Input material:
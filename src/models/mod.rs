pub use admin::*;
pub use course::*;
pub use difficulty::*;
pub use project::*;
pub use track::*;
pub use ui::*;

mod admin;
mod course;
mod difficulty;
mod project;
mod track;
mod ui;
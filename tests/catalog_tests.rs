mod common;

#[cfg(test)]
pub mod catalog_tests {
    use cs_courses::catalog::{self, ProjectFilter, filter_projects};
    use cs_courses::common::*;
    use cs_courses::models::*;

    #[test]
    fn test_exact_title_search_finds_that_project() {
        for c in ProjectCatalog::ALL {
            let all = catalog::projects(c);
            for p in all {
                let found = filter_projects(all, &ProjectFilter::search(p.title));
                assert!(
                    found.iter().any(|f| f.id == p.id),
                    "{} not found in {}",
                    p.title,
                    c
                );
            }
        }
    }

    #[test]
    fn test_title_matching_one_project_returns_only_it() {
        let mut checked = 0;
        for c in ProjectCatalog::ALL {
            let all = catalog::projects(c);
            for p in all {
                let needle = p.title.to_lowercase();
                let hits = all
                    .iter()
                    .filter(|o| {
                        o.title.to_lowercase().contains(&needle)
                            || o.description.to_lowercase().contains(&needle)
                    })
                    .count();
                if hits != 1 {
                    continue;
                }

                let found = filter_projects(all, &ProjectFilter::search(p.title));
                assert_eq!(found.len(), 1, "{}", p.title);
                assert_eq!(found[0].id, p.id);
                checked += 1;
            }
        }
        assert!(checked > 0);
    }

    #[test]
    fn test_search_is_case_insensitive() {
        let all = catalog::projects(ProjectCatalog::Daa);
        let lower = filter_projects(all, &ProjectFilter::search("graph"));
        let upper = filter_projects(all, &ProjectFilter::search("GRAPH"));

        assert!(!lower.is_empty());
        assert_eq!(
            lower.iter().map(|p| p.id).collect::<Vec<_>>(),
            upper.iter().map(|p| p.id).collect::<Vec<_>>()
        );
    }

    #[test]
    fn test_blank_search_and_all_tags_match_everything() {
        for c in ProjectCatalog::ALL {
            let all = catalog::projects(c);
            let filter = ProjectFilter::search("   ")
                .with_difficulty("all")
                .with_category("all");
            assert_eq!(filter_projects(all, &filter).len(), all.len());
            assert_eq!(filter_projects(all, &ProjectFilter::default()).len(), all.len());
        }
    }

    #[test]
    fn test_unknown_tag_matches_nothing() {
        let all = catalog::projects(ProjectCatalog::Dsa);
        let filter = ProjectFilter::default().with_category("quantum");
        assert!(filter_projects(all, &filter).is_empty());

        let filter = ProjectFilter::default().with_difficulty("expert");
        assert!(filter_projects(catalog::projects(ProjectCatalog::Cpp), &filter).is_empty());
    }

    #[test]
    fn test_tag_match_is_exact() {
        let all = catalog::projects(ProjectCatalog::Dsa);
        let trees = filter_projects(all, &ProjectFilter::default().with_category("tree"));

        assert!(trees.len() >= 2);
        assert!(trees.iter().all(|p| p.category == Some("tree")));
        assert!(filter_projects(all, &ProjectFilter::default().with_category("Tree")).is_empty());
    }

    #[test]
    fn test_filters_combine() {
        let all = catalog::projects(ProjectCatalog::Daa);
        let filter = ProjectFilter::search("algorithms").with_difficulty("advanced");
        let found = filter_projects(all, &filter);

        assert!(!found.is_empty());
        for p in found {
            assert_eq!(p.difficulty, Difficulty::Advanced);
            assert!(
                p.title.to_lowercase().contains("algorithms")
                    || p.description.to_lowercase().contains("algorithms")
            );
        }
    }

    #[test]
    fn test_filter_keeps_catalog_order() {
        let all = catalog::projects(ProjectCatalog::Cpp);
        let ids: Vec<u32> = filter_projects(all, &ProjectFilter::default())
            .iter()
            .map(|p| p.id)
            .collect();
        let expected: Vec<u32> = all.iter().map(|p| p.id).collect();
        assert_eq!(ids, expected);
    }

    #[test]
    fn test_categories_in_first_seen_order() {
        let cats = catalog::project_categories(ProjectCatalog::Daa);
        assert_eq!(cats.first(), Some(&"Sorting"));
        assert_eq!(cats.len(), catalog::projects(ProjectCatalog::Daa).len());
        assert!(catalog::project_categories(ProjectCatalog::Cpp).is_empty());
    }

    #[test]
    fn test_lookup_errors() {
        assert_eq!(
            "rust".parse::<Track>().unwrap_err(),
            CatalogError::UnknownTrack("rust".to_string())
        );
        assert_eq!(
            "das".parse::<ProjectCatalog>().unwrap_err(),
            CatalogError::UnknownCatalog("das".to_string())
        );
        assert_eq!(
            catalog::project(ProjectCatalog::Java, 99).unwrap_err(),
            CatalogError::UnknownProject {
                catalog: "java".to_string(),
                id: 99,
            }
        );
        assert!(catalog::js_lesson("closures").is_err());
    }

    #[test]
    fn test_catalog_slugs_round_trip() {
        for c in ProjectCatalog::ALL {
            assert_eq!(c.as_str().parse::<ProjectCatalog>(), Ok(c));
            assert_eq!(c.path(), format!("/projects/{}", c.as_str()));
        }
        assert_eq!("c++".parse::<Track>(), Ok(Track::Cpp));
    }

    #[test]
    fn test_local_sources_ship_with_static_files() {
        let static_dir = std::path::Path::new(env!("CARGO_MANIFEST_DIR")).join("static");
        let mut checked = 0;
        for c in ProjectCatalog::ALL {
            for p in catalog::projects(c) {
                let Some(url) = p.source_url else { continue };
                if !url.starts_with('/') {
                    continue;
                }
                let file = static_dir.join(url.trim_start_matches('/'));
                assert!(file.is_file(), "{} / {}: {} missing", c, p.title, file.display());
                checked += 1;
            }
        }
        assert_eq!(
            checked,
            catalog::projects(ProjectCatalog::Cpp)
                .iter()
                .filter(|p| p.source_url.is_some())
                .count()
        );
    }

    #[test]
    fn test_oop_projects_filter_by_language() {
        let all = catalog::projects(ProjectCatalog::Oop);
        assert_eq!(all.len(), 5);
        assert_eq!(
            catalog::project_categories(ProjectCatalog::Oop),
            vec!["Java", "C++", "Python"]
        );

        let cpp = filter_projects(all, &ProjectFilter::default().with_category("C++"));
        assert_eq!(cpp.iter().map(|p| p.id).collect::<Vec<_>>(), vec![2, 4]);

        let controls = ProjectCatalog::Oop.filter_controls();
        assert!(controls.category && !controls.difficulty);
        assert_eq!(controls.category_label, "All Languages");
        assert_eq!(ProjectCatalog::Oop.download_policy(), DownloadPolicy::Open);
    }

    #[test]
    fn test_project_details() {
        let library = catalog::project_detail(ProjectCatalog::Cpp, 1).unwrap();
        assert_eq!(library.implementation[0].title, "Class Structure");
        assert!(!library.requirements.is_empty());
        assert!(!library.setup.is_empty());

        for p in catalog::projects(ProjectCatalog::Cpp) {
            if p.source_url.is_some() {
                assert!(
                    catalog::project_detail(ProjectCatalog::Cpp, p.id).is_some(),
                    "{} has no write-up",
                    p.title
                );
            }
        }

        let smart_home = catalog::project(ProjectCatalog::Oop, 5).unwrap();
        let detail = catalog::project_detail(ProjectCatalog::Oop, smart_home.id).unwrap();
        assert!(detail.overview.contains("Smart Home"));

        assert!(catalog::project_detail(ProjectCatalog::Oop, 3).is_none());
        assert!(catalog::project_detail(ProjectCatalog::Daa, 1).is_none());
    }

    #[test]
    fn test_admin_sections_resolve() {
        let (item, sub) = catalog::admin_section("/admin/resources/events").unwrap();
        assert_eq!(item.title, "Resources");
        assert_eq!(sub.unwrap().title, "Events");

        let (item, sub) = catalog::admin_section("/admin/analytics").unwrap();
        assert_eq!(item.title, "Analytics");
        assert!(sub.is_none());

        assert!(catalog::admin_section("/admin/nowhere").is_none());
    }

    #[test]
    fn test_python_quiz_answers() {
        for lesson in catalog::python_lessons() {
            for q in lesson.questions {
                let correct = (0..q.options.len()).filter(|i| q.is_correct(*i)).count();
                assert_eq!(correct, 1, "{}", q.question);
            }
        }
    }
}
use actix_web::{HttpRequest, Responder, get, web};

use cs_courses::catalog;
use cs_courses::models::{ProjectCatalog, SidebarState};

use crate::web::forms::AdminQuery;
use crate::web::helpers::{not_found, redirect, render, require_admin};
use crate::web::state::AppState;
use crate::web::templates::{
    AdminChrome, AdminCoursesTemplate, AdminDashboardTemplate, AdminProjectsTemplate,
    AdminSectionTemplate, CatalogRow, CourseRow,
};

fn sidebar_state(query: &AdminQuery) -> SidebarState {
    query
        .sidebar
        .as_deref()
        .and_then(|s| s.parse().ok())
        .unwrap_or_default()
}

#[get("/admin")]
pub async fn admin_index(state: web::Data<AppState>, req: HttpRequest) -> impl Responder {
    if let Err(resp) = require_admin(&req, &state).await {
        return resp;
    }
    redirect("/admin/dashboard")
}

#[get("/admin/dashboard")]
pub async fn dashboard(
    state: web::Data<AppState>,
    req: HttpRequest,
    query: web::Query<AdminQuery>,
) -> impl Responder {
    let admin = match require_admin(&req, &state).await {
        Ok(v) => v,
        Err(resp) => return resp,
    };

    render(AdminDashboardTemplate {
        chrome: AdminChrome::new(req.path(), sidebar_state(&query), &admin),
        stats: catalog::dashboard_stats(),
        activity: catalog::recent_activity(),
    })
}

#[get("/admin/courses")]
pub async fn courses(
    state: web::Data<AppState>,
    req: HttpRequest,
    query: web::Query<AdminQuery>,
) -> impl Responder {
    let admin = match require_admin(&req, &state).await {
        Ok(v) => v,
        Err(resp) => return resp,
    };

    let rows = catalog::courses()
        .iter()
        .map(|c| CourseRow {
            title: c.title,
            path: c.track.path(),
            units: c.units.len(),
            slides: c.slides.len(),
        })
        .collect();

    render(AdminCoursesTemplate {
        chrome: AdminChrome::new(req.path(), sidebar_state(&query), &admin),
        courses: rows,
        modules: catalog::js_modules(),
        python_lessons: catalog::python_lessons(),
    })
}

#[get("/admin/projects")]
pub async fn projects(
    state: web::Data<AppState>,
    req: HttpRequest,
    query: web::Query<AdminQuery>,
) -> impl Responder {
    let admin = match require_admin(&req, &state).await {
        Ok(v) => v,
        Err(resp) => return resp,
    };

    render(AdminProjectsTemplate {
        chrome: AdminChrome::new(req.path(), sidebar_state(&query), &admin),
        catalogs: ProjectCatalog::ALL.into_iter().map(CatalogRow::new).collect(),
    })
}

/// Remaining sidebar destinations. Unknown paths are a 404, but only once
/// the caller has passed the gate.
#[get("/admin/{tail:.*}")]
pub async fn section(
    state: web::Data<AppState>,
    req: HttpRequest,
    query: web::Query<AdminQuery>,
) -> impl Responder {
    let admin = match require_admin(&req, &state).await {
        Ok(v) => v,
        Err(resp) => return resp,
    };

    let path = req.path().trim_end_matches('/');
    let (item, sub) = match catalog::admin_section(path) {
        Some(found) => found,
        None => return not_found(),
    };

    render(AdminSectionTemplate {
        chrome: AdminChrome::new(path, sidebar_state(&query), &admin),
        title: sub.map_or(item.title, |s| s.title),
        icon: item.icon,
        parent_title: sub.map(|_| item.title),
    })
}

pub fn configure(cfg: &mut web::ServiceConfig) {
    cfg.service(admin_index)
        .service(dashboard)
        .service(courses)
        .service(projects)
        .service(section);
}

* * *

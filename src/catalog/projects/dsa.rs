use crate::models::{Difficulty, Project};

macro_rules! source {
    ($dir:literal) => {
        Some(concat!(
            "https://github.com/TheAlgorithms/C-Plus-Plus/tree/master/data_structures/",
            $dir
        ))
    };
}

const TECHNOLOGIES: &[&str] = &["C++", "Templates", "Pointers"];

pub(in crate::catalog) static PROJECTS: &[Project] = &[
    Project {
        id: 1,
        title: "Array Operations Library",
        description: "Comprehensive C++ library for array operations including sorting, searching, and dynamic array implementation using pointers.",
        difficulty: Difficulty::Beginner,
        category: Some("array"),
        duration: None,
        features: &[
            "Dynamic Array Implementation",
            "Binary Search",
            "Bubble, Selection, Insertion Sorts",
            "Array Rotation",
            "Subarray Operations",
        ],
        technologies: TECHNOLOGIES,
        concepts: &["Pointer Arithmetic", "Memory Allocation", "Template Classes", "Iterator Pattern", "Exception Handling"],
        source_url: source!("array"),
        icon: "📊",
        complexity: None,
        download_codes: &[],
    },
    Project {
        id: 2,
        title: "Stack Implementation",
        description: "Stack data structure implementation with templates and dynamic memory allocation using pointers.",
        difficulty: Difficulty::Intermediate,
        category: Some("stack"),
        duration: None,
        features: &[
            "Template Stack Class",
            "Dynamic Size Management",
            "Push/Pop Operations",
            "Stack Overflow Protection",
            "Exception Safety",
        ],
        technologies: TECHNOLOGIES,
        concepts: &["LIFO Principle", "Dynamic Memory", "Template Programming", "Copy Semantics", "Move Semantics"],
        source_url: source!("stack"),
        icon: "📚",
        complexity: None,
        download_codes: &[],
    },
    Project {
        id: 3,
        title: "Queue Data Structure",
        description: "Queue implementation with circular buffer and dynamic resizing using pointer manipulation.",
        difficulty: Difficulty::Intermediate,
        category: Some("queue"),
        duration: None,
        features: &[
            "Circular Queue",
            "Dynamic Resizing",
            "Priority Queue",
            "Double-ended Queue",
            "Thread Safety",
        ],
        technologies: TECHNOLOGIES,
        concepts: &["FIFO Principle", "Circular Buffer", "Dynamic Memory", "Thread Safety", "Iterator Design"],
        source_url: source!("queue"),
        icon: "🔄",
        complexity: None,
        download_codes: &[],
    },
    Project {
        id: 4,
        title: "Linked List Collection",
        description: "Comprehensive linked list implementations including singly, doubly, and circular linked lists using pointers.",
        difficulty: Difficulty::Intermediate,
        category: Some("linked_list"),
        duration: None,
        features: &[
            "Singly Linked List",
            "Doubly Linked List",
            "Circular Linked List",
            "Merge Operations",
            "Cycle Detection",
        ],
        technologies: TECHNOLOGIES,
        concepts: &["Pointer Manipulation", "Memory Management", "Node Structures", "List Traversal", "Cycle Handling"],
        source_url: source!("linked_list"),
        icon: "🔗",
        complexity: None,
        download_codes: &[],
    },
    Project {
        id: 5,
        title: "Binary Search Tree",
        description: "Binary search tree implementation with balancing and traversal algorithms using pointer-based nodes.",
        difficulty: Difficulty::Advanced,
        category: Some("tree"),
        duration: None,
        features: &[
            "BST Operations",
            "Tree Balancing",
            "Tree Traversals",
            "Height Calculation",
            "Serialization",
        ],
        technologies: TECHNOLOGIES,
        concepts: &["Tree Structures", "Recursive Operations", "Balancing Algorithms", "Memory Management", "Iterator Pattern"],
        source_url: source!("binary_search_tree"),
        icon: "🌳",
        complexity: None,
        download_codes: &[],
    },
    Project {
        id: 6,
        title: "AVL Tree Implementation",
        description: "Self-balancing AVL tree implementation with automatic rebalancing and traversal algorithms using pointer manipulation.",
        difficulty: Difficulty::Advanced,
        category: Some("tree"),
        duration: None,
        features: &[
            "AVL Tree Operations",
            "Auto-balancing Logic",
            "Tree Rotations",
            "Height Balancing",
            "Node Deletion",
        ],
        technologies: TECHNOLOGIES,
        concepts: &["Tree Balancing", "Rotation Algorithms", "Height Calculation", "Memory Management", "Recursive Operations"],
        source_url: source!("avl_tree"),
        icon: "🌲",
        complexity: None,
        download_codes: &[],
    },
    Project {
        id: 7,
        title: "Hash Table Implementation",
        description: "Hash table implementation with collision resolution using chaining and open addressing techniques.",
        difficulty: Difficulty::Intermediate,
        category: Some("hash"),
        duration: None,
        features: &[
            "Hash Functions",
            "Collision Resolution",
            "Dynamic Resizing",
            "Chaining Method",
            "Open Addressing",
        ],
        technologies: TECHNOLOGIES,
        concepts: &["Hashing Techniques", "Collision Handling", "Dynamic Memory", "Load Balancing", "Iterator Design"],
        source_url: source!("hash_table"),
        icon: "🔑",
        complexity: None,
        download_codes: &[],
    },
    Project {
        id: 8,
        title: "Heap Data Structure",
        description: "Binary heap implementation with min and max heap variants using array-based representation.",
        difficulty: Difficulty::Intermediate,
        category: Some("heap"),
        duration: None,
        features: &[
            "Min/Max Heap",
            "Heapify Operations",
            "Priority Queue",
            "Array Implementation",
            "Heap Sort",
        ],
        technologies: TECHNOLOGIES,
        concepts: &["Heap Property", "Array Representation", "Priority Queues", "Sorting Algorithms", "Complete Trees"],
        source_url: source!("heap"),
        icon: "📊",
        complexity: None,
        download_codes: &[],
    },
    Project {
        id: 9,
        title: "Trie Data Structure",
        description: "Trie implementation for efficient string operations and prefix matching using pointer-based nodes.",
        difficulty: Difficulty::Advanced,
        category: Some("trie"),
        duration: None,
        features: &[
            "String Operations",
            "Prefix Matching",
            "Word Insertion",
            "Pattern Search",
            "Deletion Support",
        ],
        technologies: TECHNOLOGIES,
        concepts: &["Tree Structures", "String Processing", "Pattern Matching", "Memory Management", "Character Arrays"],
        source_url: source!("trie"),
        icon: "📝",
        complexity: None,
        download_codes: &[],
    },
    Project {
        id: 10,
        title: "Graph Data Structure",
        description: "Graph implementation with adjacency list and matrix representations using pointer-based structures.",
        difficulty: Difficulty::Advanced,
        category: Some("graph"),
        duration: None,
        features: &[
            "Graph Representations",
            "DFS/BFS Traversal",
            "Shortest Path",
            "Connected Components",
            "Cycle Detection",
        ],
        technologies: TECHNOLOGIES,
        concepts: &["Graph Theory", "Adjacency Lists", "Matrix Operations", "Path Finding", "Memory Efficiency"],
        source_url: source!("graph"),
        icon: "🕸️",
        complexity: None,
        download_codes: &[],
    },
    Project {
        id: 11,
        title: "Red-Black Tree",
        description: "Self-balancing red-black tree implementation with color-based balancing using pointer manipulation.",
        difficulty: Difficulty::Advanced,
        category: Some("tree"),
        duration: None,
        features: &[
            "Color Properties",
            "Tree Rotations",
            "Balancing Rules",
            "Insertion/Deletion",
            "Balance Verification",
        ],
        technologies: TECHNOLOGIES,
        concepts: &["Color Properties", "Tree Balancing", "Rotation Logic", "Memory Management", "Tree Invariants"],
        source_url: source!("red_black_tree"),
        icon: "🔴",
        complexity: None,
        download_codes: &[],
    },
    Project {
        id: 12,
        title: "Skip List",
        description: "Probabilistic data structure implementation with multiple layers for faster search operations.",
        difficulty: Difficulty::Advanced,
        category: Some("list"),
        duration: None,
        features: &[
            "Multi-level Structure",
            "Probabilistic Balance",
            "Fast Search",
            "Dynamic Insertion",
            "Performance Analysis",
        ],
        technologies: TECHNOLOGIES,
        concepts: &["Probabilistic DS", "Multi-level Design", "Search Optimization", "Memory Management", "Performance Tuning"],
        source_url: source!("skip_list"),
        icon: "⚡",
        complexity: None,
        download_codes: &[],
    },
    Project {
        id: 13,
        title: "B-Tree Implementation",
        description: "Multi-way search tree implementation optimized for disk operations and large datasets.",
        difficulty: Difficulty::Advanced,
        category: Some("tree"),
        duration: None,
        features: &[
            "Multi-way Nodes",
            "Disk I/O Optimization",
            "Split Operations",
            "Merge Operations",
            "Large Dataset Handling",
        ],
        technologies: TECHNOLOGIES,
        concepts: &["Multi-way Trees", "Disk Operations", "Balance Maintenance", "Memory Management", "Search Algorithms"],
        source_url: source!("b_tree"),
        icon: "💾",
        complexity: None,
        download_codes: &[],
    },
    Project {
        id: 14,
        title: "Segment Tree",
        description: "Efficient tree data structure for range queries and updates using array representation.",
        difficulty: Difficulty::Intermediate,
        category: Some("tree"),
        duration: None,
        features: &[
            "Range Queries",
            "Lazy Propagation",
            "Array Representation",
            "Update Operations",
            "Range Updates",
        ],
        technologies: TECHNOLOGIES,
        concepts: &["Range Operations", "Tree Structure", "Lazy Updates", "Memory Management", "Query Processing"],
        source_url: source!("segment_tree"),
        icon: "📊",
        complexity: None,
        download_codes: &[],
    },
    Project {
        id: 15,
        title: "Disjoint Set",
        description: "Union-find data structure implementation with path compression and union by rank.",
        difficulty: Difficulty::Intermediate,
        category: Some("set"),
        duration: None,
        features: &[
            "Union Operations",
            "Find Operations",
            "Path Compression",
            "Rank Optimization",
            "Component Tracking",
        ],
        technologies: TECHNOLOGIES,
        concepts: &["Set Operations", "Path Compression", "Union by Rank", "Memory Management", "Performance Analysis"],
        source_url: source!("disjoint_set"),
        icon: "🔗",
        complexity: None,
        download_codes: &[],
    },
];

--

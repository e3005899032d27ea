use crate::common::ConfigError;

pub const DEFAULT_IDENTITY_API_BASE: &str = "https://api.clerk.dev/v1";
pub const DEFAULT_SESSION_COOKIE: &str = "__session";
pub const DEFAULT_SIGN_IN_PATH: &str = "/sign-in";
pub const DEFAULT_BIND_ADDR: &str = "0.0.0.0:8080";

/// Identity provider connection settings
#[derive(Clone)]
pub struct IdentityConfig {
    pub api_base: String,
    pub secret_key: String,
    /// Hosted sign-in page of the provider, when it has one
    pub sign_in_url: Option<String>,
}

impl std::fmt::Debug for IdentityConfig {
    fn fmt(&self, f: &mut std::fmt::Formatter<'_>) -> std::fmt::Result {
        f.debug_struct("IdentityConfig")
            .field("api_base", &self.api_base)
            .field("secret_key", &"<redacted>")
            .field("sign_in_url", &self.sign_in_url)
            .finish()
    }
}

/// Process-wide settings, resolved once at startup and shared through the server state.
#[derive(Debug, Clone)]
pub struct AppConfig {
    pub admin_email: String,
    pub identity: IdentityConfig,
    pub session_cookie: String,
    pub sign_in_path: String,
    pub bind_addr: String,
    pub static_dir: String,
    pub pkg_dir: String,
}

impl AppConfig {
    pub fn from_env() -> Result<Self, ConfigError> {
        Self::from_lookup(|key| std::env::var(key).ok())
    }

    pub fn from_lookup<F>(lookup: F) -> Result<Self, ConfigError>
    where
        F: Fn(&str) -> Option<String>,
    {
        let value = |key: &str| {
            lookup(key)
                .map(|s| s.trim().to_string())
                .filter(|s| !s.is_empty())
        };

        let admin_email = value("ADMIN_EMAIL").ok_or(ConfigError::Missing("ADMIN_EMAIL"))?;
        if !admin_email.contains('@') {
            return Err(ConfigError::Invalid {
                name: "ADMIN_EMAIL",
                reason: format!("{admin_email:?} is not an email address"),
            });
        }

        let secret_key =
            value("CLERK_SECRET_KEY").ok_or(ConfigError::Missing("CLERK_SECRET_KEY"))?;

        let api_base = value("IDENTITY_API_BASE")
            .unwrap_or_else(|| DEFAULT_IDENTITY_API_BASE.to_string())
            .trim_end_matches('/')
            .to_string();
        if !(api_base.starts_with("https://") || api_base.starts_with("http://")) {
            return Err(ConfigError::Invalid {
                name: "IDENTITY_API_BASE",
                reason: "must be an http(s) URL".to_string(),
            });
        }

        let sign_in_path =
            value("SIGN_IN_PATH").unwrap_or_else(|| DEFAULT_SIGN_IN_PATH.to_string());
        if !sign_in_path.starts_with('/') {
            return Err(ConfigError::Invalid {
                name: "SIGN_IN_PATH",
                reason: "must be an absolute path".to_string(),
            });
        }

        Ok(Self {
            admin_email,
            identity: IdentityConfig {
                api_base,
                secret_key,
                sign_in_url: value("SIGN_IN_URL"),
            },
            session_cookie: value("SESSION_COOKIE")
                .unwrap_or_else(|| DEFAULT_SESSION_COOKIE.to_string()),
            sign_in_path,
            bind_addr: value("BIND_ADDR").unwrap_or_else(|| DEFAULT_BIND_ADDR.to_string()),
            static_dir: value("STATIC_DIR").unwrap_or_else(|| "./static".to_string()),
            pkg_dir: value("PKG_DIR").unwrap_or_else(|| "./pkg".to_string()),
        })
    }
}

Exercise instructions: Copy every line from the records that holds the string "Union".

Solution:
        description: "Union-find data structure implementation with path compression and union by rank.",
            "Union Operations",
        concepts: &["Set Operations", "Path Compression", "Union by Rank", "Memory Management", "Performance Analysis"],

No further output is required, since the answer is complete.